● Exercise
Every entry, from the first to the last, should be written out exactly.

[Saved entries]
= Beginning of Section =

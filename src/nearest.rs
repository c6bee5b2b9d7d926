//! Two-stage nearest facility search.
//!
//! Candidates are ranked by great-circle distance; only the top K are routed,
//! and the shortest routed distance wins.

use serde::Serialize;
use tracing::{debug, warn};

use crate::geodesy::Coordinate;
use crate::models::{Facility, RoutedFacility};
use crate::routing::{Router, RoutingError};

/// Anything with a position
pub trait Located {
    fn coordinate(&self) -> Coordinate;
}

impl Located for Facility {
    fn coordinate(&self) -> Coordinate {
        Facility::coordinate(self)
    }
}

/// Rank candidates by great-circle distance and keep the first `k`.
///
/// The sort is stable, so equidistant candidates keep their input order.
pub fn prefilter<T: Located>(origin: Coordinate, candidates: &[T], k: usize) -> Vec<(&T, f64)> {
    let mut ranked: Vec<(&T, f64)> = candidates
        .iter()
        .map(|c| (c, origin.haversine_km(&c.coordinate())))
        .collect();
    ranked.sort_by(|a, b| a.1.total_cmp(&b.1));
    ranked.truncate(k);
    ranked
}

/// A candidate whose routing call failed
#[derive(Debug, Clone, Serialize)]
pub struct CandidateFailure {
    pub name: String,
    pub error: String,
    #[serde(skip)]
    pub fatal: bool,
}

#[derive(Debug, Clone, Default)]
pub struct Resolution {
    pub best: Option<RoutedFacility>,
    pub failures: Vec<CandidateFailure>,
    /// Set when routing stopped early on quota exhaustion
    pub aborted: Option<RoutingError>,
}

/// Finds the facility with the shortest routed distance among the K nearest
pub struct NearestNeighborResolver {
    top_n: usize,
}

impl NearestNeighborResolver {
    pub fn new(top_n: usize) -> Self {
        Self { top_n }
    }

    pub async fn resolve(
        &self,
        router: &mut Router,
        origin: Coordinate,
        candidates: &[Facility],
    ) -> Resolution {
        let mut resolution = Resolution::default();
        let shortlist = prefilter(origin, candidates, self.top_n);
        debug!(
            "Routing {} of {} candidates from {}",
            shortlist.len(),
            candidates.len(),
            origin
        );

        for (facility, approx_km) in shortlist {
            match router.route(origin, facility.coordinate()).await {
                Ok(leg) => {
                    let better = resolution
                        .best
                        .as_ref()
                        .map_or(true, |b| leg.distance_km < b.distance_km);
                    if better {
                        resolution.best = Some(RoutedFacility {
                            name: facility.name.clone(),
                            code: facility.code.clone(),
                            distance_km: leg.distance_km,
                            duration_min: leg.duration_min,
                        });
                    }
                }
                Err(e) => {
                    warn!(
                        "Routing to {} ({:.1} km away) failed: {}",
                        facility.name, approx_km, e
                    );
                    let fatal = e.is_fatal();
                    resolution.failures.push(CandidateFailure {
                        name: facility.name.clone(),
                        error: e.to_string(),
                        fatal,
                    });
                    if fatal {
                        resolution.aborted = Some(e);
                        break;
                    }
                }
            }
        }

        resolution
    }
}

= End of Section =

● Answer box
filename src/nearest.rs
repository c6bee5b2b9d7d926
//! Two-stage nearest facility search.
//!
//! Candidates are ranked by great-circle distance; only the top K are routed,
//! and the shortest routed distance wins.

use serde::Serialize;
use tracing::{debug, warn};

use crate::geodesy::Coordinate;
use crate::models::{Facility, RoutedFacility};
use crate::routing::{Router, RoutingError};

/// Anything with a position
pub trait Located {
    fn coordinate(&self) -> Coordinate;
}

impl Located for Facility {
    fn coordinate(&self) -> Coordinate {
        Facility::coordinate(self)
    }
}

/// Rank candidates by great-circle distance and keep the first `k`.
///
/// The sort is stable, so equidistant candidates keep their input order.
pub fn prefilter<T: Located>(origin: Coordinate, candidates: &[T], k: usize) -> Vec<(&T, f64)> {
    let mut ranked: Vec<(&T, f64)> = candidates
        .iter()
        .map(|c| (c, origin.haversine_km(&c.coordinate())))
        .collect();
    ranked.sort_by(|a, b| a.1.total_cmp(&b.1));
    ranked.truncate(k);
    ranked
}

/// A candidate whose routing call failed
#[derive(Debug, Clone, Serialize)]
pub struct CandidateFailure {
    pub name: String,
    pub error: String,
    #[serde(skip)]
    pub fatal: bool,
}

#[derive(Debug, Clone, Default)]
pub struct Resolution {
    pub best: Option<RoutedFacility>,
    pub failures: Vec<CandidateFailure>,
    /// Set when routing stopped early on quota exhaustion
    pub aborted: Option<RoutingError>,
}

/// Finds the facility with the shortest routed distance among the K nearest
pub struct NearestNeighborResolver {
    top_n: usize,
}

impl NearestNeighborResolver {
    pub fn new(top_n: usize) -> Self {
        Self { top_n }
    }

    pub async fn resolve(
        &self,
        router: &mut Router,
        origin: Coordinate,
        candidates: &[Facility],
    ) -> Resolution {
        let mut resolution = Resolution::default();
        let shortlist = prefilter(origin, candidates, self.top_n);
        debug!(
            "Routing {} of {} candidates from {}",
            shortlist.len(),
            candidates.len(),
            origin
        );

        for (facility, approx_km) in shortlist {
            match router.route(origin, facility.coordinate()).await {
                Ok(leg) => {
                    let better = resolution
                        .best
                        .as_ref()
                        .map_or(true, |b| leg.distance_km < b.distance_km);
                    if better {
                        resolution.best = Some(RoutedFacility {
                            name: facility.name.clone(),
                            code: facility.code.clone(),
                            distance_km: leg.distance_km,
                            duration_min: leg.duration_min,
                        });
                    }
                }
                Err(e) => {
                    warn!(
                        "Routing to {} ({:.1} km away) failed: {}",
                        facility.name, approx_km, e
                    );
                    let fatal = e.is_fatal();
                    resolution.failures.push(CandidateFailure {
                        name: facility.name.clone(),
                        error: e.to_string(),
                        fatal,
                    });
                    if fatal {
                        resolution.aborted = Some(e);
                        break;
                    }
                }
            }
        }

        resolution
    }
}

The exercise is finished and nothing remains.